The timeline will chronicle the facts of the case with little to no emphasis on the legal (trial or pre trial procedures) component of the narrative. In other words, you should focus upon what happened outside the courthouse that led to the trial. That is not to say that many events from the litigation process may not show up in your timeline. Rather it is an opportunity for you to try to create a program or guide for your reference throughout the remainder of the class. Your timeline needs to develop the context for the leukemia cluster, that is identify events in Woburn that put the entire dispute/controversy in perspective, going back to the seventeenth century if necessary.
The primary objective of your timeline and the guiding principle for your work as you write is to create a document that organizes events leading to a lawsuit.
Again, the primary objective of your timeline and the guiding principle for your work as you write is to create a document that organizes events leading to a lawsuit. What happened to the people, the land, and the community that led to litigation? When did it happen? You need to craft a neutral document that will enable you to dispassionately assess the facts in a thorough and analytic fashion.

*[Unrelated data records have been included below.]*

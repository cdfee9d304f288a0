//! Inference Client: OpenAI-compatible API client for hosted LLM inference.
//!
//! This module handles all communication with the model endpoint:
//! - Non-streaming chat completions with tool definitions
//! - Tool call parsing and JSON repair
//! - Retry with backoff, then the fallback chain
//! - The `models` section of `careergraph.yaml`
//!
//! Everything above this layer talks to [`ModelBackend`], so the model is
//! interchangeable via config and replaceable by a stub in tests.

pub mod client;
pub mod config;
pub mod errors;
pub mod tool_call_parser;
pub mod types;

// Re-exports for convenience
pub use client::{static_fallback_response, InferenceClient, ModelBackend};
pub use config::{ModelConfig, ModelsConfig, RetryPolicy};
pub use errors::InferenceError;
pub use types::{ChatMessage, MalformedToolCall, ModelReply, Role, ToolCall, ToolDefinition};
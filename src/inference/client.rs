//! OpenAI-compatible inference client.
//!
//! Sends chat completion requests to the configured model endpoint and walks
//! the fallback chain when a model is unavailable. Transient failures are
//! retried per model with bounded exponential backoff before moving on.

use std::time::Duration;

use async_trait::async_trait;
use reqwest::header::RETRY_AFTER;
use reqwest::Client as HttpClient;

use super::config::{model_chain, ModelConfig, ModelsConfig, RetryPolicy};
use super::errors::InferenceError;
use super::tool_call_parser::parse_completion_response;
use super::types::{ChatCompletionRequest, ChatMessage, ModelReply, ToolDefinition};

// ─── Constants ───────────────────────────────────────────────────────────────

/// TCP connection timeout.
const CONNECT_TIMEOUT: Duration = Duration::from_secs(5);

/// Total request timeout. Hosted models answer well inside this; anything
/// slower is treated as unavailable and retried.
const REQUEST_TIMEOUT: Duration = Duration::from_secs(60);

// ─── ModelBackend ────────────────────────────────────────────────────────────

/// Anything that can answer a chat completion.
///
/// The workflow, the equivalence oracle, and the extractor all talk to the
/// model through this trait, so tests can script replies without a server.
#[async_trait]
pub trait ModelBackend: Send + Sync {
    async fn invoke(
        &self,
        messages: &[ChatMessage],
        tools: Option<&[ToolDefinition]>,
    ) -> Result<ModelReply, InferenceError>;
}

// ─── InferenceClient ─────────────────────────────────────────────────────────

/// Client for an OpenAI-compatible `/chat/completions` endpoint.
///
/// Holds the resolved model chain; every request starts at the active model.
pub struct InferenceClient {
    http: HttpClient,
    /// Models to try, active model first.
    chain: Vec<(String, ModelConfig)>,
    retry: RetryPolicy,
}

impl InferenceClient {
    /// Create a new inference client from the models configuration.
    ///
    /// Does NOT check connectivity; that happens on the first request.
    pub fn from_config(config: &ModelsConfig) -> Result<Self, InferenceError> {
        let (_, active) = super::config::resolve_active_model(config)?;

        let http = HttpClient::builder()
            .connect_timeout(CONNECT_TIMEOUT)
            .timeout(REQUEST_TIMEOUT)
            .build()
            .map_err(|e| InferenceError::ConnectionFailed {
                endpoint: active.base_url.clone(),
                reason: format!("failed to build HTTP client: {e}"),
            })?;

        Ok(Self {
            http,
            chain: model_chain(config),
            retry: config.retry,
        })
    }

    /// The display name of the active model.
    pub fn current_model_name(&self) -> &str {
        self.chain
            .first()
            .map(|(_, m)| m.display_name.as_str())
            .unwrap_or("")
    }

    // ─── Chat Completion ─────────────────────────────────────────────────

    /// Send a chat completion request, retrying and falling back as needed.
    pub async fn chat_completion(
        &self,
        messages: &[ChatMessage],
        tools: Option<&[ToolDefinition]>,
    ) -> Result<ModelReply, InferenceError> {
        let mut attempted = Vec::new();

        for (key, model) in &self.chain {
            attempted.push(key.clone());
            let mut attempt: u32 = 0;

            loop {
                match self.send_once(key, model, messages, tools).await {
                    Ok(reply) => return Ok(reply),
                    Err(e) if e.is_transient() && attempt < self.retry.max_retries => {
                        let delay = match &e {
                            InferenceError::RateLimited {
                                retry_after_secs: Some(secs),
                                ..
                            } => self.retry.clamp_hint(*secs),
                            _ => self.retry.delay_for(attempt),
                        };
                        tracing::warn!(
                            model = %key,
                            attempt = attempt + 1,
                            delay_ms = delay.as_millis() as u64,
                            error = %e,
                            "transient model failure, retrying"
                        );
                        tokio::time::sleep(delay).await;
                        attempt += 1;
                    }
                    Err(e) if e.is_transient() => {
                        tracing::warn!(model = %key, error = %e, "model unavailable, trying next in chain");
                        break;
                    }
                    Err(InferenceError::HttpError { status: 404, body }) => {
                        // Model not deployed at this endpoint; the next one may be.
                        tracing::warn!(model = %key, body = %body, "model not found, trying next in chain");
                        break;
                    }
                    // Includes provider-side tool call parse failures, which
                    // the workflow answers with a corrective prompt.
                    Err(e) => return Err(e),
                }
            }
        }

        tracing::error!(attempted = ?attempted, "all models unavailable");
        Err(InferenceError::AllModelsUnavailable { attempted })
    }

    /// Attempt a single request against one model.
    async fn send_once(
        &self,
        key: &str,
        model: &ModelConfig,
        messages: &[ChatMessage],
        tools: Option<&[ToolDefinition]>,
    ) -> Result<ModelReply, InferenceError> {
        let url = format!("{}/chat/completions", model.base_url.trim_end_matches('/'));
        let has_tools = tools.map(|t| !t.is_empty()).unwrap_or(false);

        let body = ChatCompletionRequest {
            model: model.model_name.clone().unwrap_or_else(|| key.to_string()),
            messages: messages.to_vec(),
            tools: tools.filter(|_| has_tools).map(|t| t.to_vec()),
            tool_choice: has_tools.then(|| "auto".to_string()),
            temperature: model.temperature,
            max_tokens: model.max_tokens,
            stream: false,
        };

        // Log the request metadata (not the full body; it can be huge)
        tracing::info!(
            url = %url,
            model = %body.model,
            message_count = body.messages.len(),
            tool_count = body.tools.as_ref().map(|t| t.len()).unwrap_or(0),
            "=== LLM REQUEST ==="
        );

        let mut request = self.http.post(&url).json(&body);
        if let Some(api_key) = model.api_key.as_deref().filter(|k| !k.is_empty()) {
            request = request.bearer_auth(api_key);
        }

        let response = request.send().await.map_err(|e| {
            if e.is_timeout() {
                InferenceError::Timeout {
                    duration_secs: REQUEST_TIMEOUT.as_secs(),
                }
            } else {
                InferenceError::ConnectionFailed {
                    endpoint: url.clone(),
                    reason: e.to_string(),
                }
            }
        })?;

        let status = response.status().as_u16();
        if !response.status().is_success() {
            let retry_after = response
                .headers()
                .get(RETRY_AFTER)
                .and_then(|v| v.to_str().ok())
                .and_then(|v| v.trim().parse::<u64>().ok());
            let body_text = response.text().await.unwrap_or_default();
            return Err(classify_status(&url, status, retry_after, body_text));
        }

        let body_text = response
            .text()
            .await
            .map_err(|e| InferenceError::ResponseError {
                reason: format!("failed to read response body: {e}"),
            })?;

        let reply = parse_completion_response(&body_text)?;
        tracing::info!(
            model = %key,
            tool_calls = reply.tool_calls.len(),
            malformed = reply.malformed_calls.len(),
            finish_reason = ?reply.finish_reason,
            "=== LLM RESPONSE ==="
        );
        Ok(reply)
    }
}

#[async_trait]
impl ModelBackend for InferenceClient {
    async fn invoke(
        &self,
        messages: &[ChatMessage],
        tools: Option<&[ToolDefinition]>,
    ) -> Result<ModelReply, InferenceError> {
        self.chat_completion(messages, tools).await
    }
}

/// Map a non-2xx status to the matching error variant.
fn classify_status(
    endpoint: &str,
    status: u16,
    retry_after_secs: Option<u64>,
    body: String,
) -> InferenceError {
    match status {
        429 => InferenceError::RateLimited {
            endpoint: endpoint.to_string(),
            retry_after_secs,
        },
        500..=599 => InferenceError::ServerError {
            endpoint: endpoint.to_string(),
            status,
            body,
        },
        _ => InferenceError::HttpError { status, body },
    }
}

// ─── Static Response Fallback ────────────────────────────────────────────────

/// The reply shown when no model in the chain could answer.
pub fn static_fallback_response() -> ModelReply {
    ModelReply::text(
        "I'm having trouble reaching the language model right now. \
         Your answers so far are saved; please send your message again in a moment.",
    )
}

// ─── Tests ───────────────────────────────────────────────────────────────────
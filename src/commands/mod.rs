//! Front-end commands.
//!
//! Each command takes the shared [`AppState`](crate::AppState) and returns
//! `Result<T, String>` so any front end (the bundled REPL, an HTTP layer, a
//! desktop shell) can forward errors to the user as-is.

pub mod chat;
pub mod session;
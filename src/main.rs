//! Line-oriented REPL over the chat commands.
//!
//! Lines starting with `/` are commands; anything else is sent to the
//! current session.

use anyhow::{anyhow, Context};
use tokio::io::{AsyncBufReadExt, AsyncWriteExt, BufReader};

use careergraph::commands::{chat, session};
use careergraph::config::{find_config_path, load_config};
use careergraph::{build_state, data_dir, init_tracing, AppState};

const HELP: &str = "\
Commands:
  /new              start a new session
  /sessions         list saved sessions
  /resume <id>      continue a saved session
  /facts            show facts gathered in this session
  /delete <id>      delete a session
  /help             show this help
  /quit             exit";

#[tokio::main]
async fn main() -> anyhow::Result<()> {
    let data_dir = data_dir();
    let log_path = init_tracing(&data_dir).context("failed to initialize logging")?;

    let cwd = std::env::current_dir()?;
    let config_path = find_config_path(&cwd)?;
    let config = load_config(&config_path)
        .with_context(|| format!("loading {}", config_path.display()))?;
    let state = build_state(&config, &data_dir).await?;

    let mut current = chat::start_session(&state).map_err(|e| anyhow!(e))?.session_id;
    println!("CareerGraph. Logs: {}", log_path.display());
    println!("Session {current}. Type /help for commands.\n");

    let mut lines = BufReader::new(tokio::io::stdin()).lines();
    let mut stdout = tokio::io::stdout();

    loop {
        stdout.write_all(b"> ").await?;
        stdout.flush().await?;
        let Some(line) = lines.next_line().await? else {
            break;
        };
        let line = line.trim();
        if line.is_empty() {
            continue;
        }

        if let Some(command) = line.strip_prefix('/') {
            match run_command(&state, &mut current, command).await {
                Ok(true) => continue,
                Ok(false) => break,
                Err(e) => {
                    println!("error: {e}");
                    continue;
                }
            }
        }

        match chat::send_message(&state, &current, line).await {
            Ok(resp) => {
                println!("\n{}\n", resp.text);
                if resp.tool_executions > 0 || !resp.records.is_empty() {
                    println!(
                        "[{} queries, {} executed, {} facts]\n",
                        resp.records.len(),
                        resp.tool_executions,
                        resp.facts.len()
                    );
                }
            }
            Err(e) => println!("error: {e}"),
        }
    }

    tracing::info!("=== CareerGraph exiting ===");
    Ok(())
}

/// Run one `/command`. Returns `Ok(false)` to quit.
async fn run_command(state: &AppState, current: &mut String, command: &str) -> Result<bool, String> {
    let mut parts = command.split_whitespace();
    match (parts.next(), parts.next()) {
        (Some("quit") | Some("exit"), _) => return Ok(false),
        (Some("help"), _) => println!("{HELP}"),
        (Some("new"), _) => {
            *current = chat::start_session(state)?.session_id;
            println!("Session {current}.");
        }
        (Some("sessions"), _) => {
            for s in session::list_sessions(state)? {
                println!(
                    "{}  {}  {} turns  {} queries  {}",
                    s.session_id,
                    s.last_activity,
                    s.turn_count,
                    s.query_count,
                    s.preview.unwrap_or_default()
                );
            }
        }
        (Some("resume"), Some(id)) => {
            let view = session::load_session(state, id).await?;
            for turn in &view.turns {
                println!("{}: {}", turn.role.as_str(), turn.content);
            }
            *current = view.session_id;
            println!("Resumed {current}.");
        }
        (Some("facts"), _) => {
            let view = session::load_session(state, current).await?;
            if view.facts.is_empty() {
                println!("No facts yet.");
            }
            for f in view.facts {
                println!("({}) -[{}]-> ({})", f.subject, f.relation, f.object);
            }
        }
        (Some("delete"), Some(id)) => {
            session::delete_session(state, id)?;
            println!("Deleted {id}.");
            if id == current.as_str() {
                *current = chat::start_session(state)?.session_id;
                println!("Session {current}.");
            }
        }
        _ => println!("{HELP}"),
    }
    Ok(true)
}
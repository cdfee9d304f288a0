//! Per-session store of executed queries and their outcomes.
//!
//! Records are append-only and addressed by insertion index. Semantic
//! deduplication is the caller's job (see `equivalence`); the cache only
//! refuses to store the exact same succeeded query twice.

use sha2::{Digest, Sha256};

use super::errors::AgentError;
use super::types::{QueryRecord, QueryStatus};

#[derive(Debug, Clone, Default)]
pub struct QueryCache {
    records: Vec<QueryRecord>,
}

impl QueryCache {
    pub fn new() -> Self {
        Self::default()
    }

    /// Rebuild a cache from persisted records, ordered by `seq`.
    ///
    /// A pending record read back can only come from an interrupted writer;
    /// it is treated as failed so it is never reused or silently retried.
    pub fn from_records(mut records: Vec<QueryRecord>) -> Self {
        records.sort_by_key(|r| r.seq);
        for record in records.iter_mut().filter(|r| r.status == QueryStatus::Pending) {
            tracing::warn!(seq = record.seq, "pending query record loaded, marking failed");
            record.status = QueryStatus::Failed;
            record.result = None;
            record.error = Some("interrupted before completion".to_string());
        }
        Self { records }
    }

    // ─── Appends ─────────────────────────────────────────────────────────

    /// Append a succeeded record and return its index.
    ///
    /// An exact-string repeat of an existing succeeded query returns the
    /// existing index instead. An empty result is stored as a failure.
    pub fn record_success(
        &mut self,
        tool: &str,
        query: &str,
        result: serde_json::Value,
        turn: usize,
    ) -> usize {
        if is_empty_result(&result) {
            return self.record_failure(tool, query, "query returned no results", turn);
        }
        if let Some(existing) = self.find_exact_succeeded(query) {
            tracing::debug!(index = existing, "exact duplicate success not re-recorded");
            return existing;
        }
        self.push(tool, query, QueryStatus::Succeeded, Some(result), None, turn)
    }

    /// Append a failed record and return its index.
    pub fn record_failure(&mut self, tool: &str, query: &str, reason: &str, turn: usize) -> usize {
        self.push(
            tool,
            query,
            QueryStatus::Failed,
            None,
            Some(reason.to_string()),
            turn,
        )
    }

    fn push(
        &mut self,
        tool: &str,
        query: &str,
        status: QueryStatus,
        result: Option<serde_json::Value>,
        error: Option<String>,
        turn: usize,
    ) -> usize {
        let seq = self.records.len();
        self.records.push(QueryRecord {
            seq,
            tool: tool.to_string(),
            query: query.to_string(),
            status,
            result,
            error,
            turn,
            recorded_at: chrono::Utc::now().to_rfc3339(),
        });
        seq
    }

    // ─── Lookups ─────────────────────────────────────────────────────────

    /// The stored result of the succeeded record at `index`.
    ///
    /// Fails with `IndexOutOfRange` when `index` does not point at a
    /// succeeded record.
    pub fn lookup_succeeded(&self, index: usize) -> Result<&serde_json::Value, AgentError> {
        self.records
            .get(index)
            .filter(|r| r.status == QueryStatus::Succeeded)
            .and_then(|r| r.result.as_ref())
            .ok_or(AgentError::IndexOutOfRange {
                index,
                len: self.records.len(),
            })
    }

    pub fn get(&self, index: usize) -> Option<&QueryRecord> {
        self.records.get(index)
    }

    /// Index of a succeeded record with exactly this query text.
    pub fn find_exact_succeeded(&self, query: &str) -> Option<usize> {
        self.succeeded().find(|r| r.query == query).map(|r| r.seq)
    }

    /// Index of a failed record with exactly this query text.
    pub fn find_exact_failed(&self, query: &str) -> Option<usize> {
        self.failed().find(|r| r.query == query).map(|r| r.seq)
    }

    /// All records in insertion order.
    pub fn records(&self) -> &[QueryRecord] {
        &self.records
    }

    pub fn succeeded(&self) -> impl Iterator<Item = &QueryRecord> {
        self.records
            .iter()
            .filter(|r| r.status == QueryStatus::Succeeded)
    }

    pub fn failed(&self) -> impl Iterator<Item = &QueryRecord> {
        self.records
            .iter()
            .filter(|r| r.status == QueryStatus::Failed)
    }

    pub fn len(&self) -> usize {
        self.records.len()
    }

    pub fn is_empty(&self) -> bool {
        self.records.is_empty()
    }
}

// ─── Classification ─────────────────────────────────────────────────────────

/// Whether a result carries nothing reusable: null, `[]`, `{}`, a blank
/// string, or a string that is itself `"[]"`.
pub fn is_empty_result(value: &serde_json::Value) -> bool {
    match value {
        serde_json::Value::Null => true,
        serde_json::Value::Array(a) => a.is_empty(),
        serde_json::Value::Object(o) => o.is_empty(),
        serde_json::Value::String(s) => {
            let s = s.trim();
            s.is_empty() || s == "[]"
        }
        _ => false,
    }
}

/// SHA-256 over the whitespace-collapsed, lower-cased expression.
pub fn fingerprint(expr: &str) -> String {
    let normalized = expr
        .split_whitespace()
        .collect::<Vec<_>>()
        .join(" ")
        .to_lowercase();
    let mut hasher = Sha256::new();
    hasher.update(normalized.as_bytes());
    format!("{:x}", hasher.finalize())
}

// ─── Tests ──────────────────────────────────────────────────────────────────
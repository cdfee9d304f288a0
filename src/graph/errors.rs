//! Graph tool error types.

use thiserror::Error;

/// Errors that can occur while resolving or running a graph tool.
#[derive(Debug, Error)]
pub enum ToolError {
    /// Tool not found in the registry.
    #[error("unknown tool: '{name}'")]
    ToolNotFound { name: String },

    /// Tool call arguments failed validation (schema or read-only guard).
    #[error("invalid arguments for '{tool}': {reason}")]
    InvalidArguments { tool: String, reason: String },

    /// The graph database rejected or failed to run the query.
    #[error("execution of '{tool}' failed: {reason}")]
    ExecutionError { tool: String, reason: String },

    /// A tool call timed out.
    #[error("tool call '{tool}' timed out after {timeout_ms}ms")]
    Timeout { tool: String, timeout_ms: u64 },

    /// The graph database endpoint could not be reached.
    #[error("connection failed to {endpoint}: {reason}")]
    ConnectionFailed { endpoint: String, reason: String },
}

impl ToolError {
    /// Whether the failure is attributable to the query itself, so the model
    /// can fix it by rewriting the query.
    pub fn is_query_fault(&self) -> bool {
        matches!(
            self,
            ToolError::InvalidArguments { .. } | ToolError::ExecutionError { .. }
        )
    }
}
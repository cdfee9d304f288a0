//! Prompt text for the interviewer, the extractor, the recommender, and the
//! equivalence check, plus the corrective messages fed back as tool results.

use crate::graph::QUERY_GRAPH_TOOL;

// ─── Fixed Messages ─────────────────────────────────────────────────────────

/// Reply when inbound user text is rejected by the safety layer.
pub const INBOUND_REFUSAL: &str =
    "I'm sorry, but I can't process that input due to security concerns.";

/// Reply when the model's outbound text is rejected by the safety layer.
pub const OUTBOUND_REFUSAL: &str =
    "I apologize, but I can't provide that response due to security concerns.";

// ─── Interviewer ────────────────────────────────────────────────────────────

/// System prompt for every model call that can request tools.
pub fn system_prompt(schema: &str) -> String {
    format!(
        "You are a career guide. Ask me up to 2 numbered questions, one at a time, \
         to work out my personality type using the RIASEC model. \
         If I ask you something along the way, answer it, then continue the test.\n\n\
         Once you understand my personality, stop asking and call the `{tool}` tool \
         with a Cypher query to find occupations that suit me.\n\n\
         Graph schema:\n{schema}\n\n\
         Query rules:\n\
         - Never use LIMIT.\n\
         - Never use DELETE or any other clause that changes the graph.\n\
         - Property values are unknown, so write general pattern queries without WHERE, \
           e.g. MATCH (n:Label1)-[]->(m:Label2) RETURN n, m\n\n\
         Final answer: interpret the queried data and recommend up to 6 careers as bullet \
         points, each with a short note on how it fits my personality. \
         Keep the tone friendly and the answer concise.",
        tool = QUERY_GRAPH_TOOL,
    )
}

// ─── Extraction ─────────────────────────────────────────────────────────────

/// Ask for `[['subject','relation','object'], ...]` triples from query output.
pub fn extraction_prompt(queried_data: &str, conversation: &str) -> String {
    format!(
        "You have queried the graph. These are the queries you ran and the data they \
         returned:\n{queried_data}\n\n\
         This is our conversation so far:\n{conversation}\n\n\
         From the returned data, pick out what fits my personality and will help you \
         recommend careers. Reply ONLY with a list of related nodes in the format \
         [['Node1','relation_name','Node2'], ...]. \
         No explanation, no description, no recommendations."
    )
}

// ─── Recommendation ─────────────────────────────────────────────────────────

/// Recommendation instruction when facts were extracted.
pub fn recommend_with_data(facts: &str) -> String {
    format!(
        "You queried the graph and extracted this data:\n{facts}\n\n\
         Use it together with our conversation to suggest suitable career tracks. \
         Do not mention the Cypher query in your answer."
    )
}

/// Recommendation instruction when nothing usable came back.
pub const RECOMMEND_WITHOUT_DATA: &str =
    "The graph returned nothing usable for this turn. Continue from our conversation \
     and your own knowledge: recommend career tracks if the timing is right, \
     otherwise carry on with the conversation. You may attempt another query if needed.";

/// Appended when the tool budget for the turn is spent.
pub const NO_MORE_TOOLS: &str =
    "You have used all the graph queries available for this message. \
     Answer now without calling any tools.";

/// Sent once when the model ends a turn without any text.
pub const ANSWER_IN_TEXT: &str =
    "Your last message contained no text for the user. Reply to the user now in plain \
     prose, using what you have learned so far. Do not call any tools.";

/// Used when the model still has nothing to say.
pub const EMPTY_REPLY_FALLBACK: &str =
    "I couldn't put together an answer this time. Could you tell me a bit more about \
     what you enjoy doing, or ask your question another way?";

// ─── Equivalence ────────────────────────────────────────────────────────────

/// The fixed true/false comparison protocol.
pub fn equivalence_prompt(schema: &str, query_a: &str, query_b: &str) -> String {
    format!(
        "You are a Cypher code analyst. Compare two Cypher queries without running them.\n\n\
         Graph schema:\n{schema}\n\n\
         Cypher code 1:\n{query_a}\n\n\
         Cypher code 2:\n{query_b}\n\n\
         If both would return the same output, answer True. Otherwise answer False. \
         Answer with the single word True or False and nothing else."
    )
}

/// Sent when an equivalence answer could not be parsed.
pub const EQUIVALENCE_REMINDER: &str = "Answer with exactly one word: True or False.";

// ─── Corrective Tool Messages ───────────────────────────────────────────────

pub fn unknown_tool_message(name: &str, suggestions: &[String]) -> String {
    let mut msg = format!("Tool '{name}' was not found in the list of tools, retry.");
    if !suggestions.is_empty() {
        msg.push_str(&format!(" Did you mean: {}?", suggestions.join(", ")));
    }
    msg
}

pub fn malformed_call_message(name: &str, reason: &str) -> String {
    format!(
        "Your call to '{name}' could not be parsed ({reason}). \
         Send the call again with valid JSON arguments, e.g. {{\"query\": \"MATCH ...\"}}."
    )
}

/// Sent when the provider itself rejected the model's tool call.
pub const TOOL_CALL_REJECTED: &str =
    "Your last tool call could not be parsed by the server. Call the tool again \
     with a single JSON object as arguments, e.g. {\"query\": \"MATCH ...\"}.";

pub fn invalid_arguments_message(reason: &str) -> String {
    format!("The tool call was rejected: {reason}. Fix the arguments and try again.")
}

pub fn execution_failed_message(reason: &str) -> String {
    format!(
        "The query failed: {reason}. Correct the Cypher code and try again, \
         following the schema."
    )
}

pub const EMPTY_RESULT_MESSAGE: &str =
    "The query ran but returned no data. Try a more general query.";

pub fn failed_before_message(previous: &str) -> String {
    format!(
        "An equivalent query was already tried this session and failed:\n{previous}\n\
         Do not repeat it; write a different query or answer without it."
    )
}

pub fn reused_result_message(result: &str) -> String {
    format!("An equivalent query was already answered; reusing its result:\n{result}")
}

#[cfg(test)]
mod tests {
    use super::*;

    #[test]
    fn test_system_prompt_includes_schema_and_rules() {
        let p = system_prompt("Node labels: Occupation");
        assert!(p.contains("Node labels: Occupation"));
        assert!(p.contains("Never use LIMIT"));
        assert!(p.contains(QUERY_GRAPH_TOOL));
    }

    #[test]
    fn test_unknown_tool_message_suggestions() {
        let plain = unknown_tool_message("qery_graph", &[]);
        assert!(plain.contains("not found in the list of tools, retry"));
        assert!(!plain.contains("Did you mean"));

        let hinted = unknown_tool_message("qery_graph", &["query_graph".to_string()]);
        assert!(hinted.ends_with("Did you mean: query_graph?"));
    }

    #[test]
    fn test_equivalence_prompt_contains_both_queries() {
        let p = equivalence_prompt("S", "MATCH (a) RETURN a", "MATCH (b) RETURN b");
        assert!(p.contains("Cypher code 1:\nMATCH (a) RETURN a"));
        assert!(p.contains("Cypher code 2:\nMATCH (b) RETURN b"));
    }
}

As appendices to the timeline (20 points) you have two additional assignments. The first is to produce a map of the relevant part of Woburn (5 points). The map should at minimum identify the location of the wells, the defendant's operations and the most significant topographical features (e.g Aberjona River). The photocopy of the map in the book is adequate as long as you gild it with at least one additional piece of information to it.
The second appendix to add to the timeline is a brief (one page MAXIMUM) contrast of the portrayal of the litigation process in the movie with that of the text. (5 points) That is, contrast how the two media depict the adversary system. The question you are investigating for this task is whether either one adequately develops the logic of the adversary system?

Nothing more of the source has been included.